Data extracted from a collection:
Start of Block

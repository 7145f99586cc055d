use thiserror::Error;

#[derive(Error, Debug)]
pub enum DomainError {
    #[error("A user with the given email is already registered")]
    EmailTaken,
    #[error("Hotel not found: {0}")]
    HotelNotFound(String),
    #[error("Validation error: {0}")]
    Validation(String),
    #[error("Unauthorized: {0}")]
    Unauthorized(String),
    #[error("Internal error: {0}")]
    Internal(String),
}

End of Block
Start of Block

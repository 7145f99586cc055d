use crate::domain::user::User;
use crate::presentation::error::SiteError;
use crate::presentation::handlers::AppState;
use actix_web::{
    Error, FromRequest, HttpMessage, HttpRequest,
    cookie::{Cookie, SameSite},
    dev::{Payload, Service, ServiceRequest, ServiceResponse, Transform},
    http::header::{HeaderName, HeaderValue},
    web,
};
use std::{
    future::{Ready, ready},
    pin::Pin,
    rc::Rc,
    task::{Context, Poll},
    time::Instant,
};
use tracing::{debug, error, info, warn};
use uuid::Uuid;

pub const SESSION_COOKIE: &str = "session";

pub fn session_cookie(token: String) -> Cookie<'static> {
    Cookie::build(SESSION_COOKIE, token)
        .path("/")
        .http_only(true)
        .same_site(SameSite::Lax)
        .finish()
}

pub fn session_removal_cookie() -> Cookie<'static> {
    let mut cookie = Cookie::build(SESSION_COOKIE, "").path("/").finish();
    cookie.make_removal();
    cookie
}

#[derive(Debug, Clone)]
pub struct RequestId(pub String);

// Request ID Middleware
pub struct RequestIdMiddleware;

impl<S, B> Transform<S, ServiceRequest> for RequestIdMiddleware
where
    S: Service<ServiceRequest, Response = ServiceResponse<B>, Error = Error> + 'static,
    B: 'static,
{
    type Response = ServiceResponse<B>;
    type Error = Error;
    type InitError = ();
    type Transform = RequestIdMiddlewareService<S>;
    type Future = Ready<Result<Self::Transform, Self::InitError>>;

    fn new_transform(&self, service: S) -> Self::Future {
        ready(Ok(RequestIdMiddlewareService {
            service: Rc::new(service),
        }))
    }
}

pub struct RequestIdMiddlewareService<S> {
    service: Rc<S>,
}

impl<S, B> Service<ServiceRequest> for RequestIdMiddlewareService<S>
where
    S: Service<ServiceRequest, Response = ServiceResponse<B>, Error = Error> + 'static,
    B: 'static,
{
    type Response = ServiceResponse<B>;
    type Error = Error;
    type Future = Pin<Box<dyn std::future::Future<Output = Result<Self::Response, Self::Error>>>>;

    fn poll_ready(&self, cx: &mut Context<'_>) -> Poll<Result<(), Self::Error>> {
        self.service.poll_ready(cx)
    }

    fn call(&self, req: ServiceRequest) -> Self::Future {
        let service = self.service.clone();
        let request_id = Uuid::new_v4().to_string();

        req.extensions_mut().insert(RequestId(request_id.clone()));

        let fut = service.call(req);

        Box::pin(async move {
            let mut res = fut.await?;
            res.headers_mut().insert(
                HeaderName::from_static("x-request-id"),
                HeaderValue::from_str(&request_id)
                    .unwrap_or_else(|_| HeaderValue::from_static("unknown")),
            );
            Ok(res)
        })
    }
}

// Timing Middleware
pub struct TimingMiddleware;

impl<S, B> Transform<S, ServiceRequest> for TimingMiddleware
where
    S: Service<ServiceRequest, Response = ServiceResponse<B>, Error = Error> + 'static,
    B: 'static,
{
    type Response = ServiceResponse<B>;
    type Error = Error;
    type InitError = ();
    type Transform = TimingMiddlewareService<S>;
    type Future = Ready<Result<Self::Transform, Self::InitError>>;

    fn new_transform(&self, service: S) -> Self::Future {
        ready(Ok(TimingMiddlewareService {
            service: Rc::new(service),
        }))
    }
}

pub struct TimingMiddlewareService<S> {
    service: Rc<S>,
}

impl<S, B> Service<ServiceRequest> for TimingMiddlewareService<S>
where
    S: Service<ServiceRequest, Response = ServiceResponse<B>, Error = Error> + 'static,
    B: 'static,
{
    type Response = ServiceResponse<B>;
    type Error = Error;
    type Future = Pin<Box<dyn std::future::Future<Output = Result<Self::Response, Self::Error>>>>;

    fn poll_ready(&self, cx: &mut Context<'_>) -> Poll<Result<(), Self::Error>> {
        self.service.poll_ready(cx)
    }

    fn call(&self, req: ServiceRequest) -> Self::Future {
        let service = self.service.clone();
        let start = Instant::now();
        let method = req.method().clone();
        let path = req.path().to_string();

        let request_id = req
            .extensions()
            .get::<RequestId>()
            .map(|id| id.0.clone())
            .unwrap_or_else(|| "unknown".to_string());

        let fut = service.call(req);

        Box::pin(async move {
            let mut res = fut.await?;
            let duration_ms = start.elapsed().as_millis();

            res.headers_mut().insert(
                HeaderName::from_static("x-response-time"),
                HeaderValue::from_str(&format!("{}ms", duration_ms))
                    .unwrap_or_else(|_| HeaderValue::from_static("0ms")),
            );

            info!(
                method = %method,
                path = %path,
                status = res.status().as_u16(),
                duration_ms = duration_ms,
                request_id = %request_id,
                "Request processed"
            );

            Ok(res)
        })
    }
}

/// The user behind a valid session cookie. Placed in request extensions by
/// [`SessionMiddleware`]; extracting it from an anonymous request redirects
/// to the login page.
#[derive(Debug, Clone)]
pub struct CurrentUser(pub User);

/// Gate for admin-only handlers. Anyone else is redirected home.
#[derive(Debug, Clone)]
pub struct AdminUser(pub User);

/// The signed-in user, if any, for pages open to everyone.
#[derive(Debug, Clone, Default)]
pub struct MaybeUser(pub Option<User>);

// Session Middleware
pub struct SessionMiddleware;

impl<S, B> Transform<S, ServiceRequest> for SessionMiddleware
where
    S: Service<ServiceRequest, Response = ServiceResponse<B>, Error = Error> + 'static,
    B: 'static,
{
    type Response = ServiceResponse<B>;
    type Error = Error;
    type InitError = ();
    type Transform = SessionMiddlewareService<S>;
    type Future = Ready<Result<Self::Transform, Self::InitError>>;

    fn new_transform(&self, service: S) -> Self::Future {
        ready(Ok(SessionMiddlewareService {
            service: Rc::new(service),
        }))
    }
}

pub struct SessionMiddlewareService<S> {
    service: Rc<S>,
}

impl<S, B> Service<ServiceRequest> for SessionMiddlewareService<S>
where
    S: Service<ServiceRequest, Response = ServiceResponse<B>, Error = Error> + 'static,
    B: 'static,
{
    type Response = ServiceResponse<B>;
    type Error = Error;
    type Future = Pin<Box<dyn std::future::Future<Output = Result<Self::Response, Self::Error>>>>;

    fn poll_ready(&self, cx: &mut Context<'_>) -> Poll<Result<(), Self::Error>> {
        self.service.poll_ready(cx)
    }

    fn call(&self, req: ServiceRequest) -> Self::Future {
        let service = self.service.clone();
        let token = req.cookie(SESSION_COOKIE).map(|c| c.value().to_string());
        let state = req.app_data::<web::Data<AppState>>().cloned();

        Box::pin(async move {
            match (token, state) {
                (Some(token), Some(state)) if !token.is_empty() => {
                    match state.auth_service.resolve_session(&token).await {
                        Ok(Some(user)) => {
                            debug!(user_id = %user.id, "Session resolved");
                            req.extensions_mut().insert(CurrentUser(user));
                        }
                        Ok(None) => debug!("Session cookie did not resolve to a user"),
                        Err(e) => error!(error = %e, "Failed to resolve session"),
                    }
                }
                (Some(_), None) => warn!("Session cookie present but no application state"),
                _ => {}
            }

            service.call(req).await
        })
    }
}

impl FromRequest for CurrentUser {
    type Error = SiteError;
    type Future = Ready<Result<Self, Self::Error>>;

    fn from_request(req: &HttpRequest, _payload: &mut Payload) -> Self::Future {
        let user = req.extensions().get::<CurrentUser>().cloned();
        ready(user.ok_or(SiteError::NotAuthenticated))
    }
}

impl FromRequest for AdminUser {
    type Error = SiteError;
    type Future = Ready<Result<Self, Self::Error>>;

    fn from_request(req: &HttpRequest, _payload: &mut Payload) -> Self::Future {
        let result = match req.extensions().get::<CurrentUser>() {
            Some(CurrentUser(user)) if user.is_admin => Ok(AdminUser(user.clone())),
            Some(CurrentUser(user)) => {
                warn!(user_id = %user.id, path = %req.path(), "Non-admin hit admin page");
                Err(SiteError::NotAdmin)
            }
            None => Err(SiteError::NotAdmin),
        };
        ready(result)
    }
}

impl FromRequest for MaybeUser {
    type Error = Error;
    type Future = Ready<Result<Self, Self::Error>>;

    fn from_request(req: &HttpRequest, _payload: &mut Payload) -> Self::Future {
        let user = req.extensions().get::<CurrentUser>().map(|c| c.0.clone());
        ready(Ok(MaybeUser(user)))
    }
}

End of Block

* Exercise requirements: When a line above includes the word "SameSite", please list that line.

* Solution for this problem:
    cookie::{Cookie, SameSite},
        .same_site(SameSite::Lax)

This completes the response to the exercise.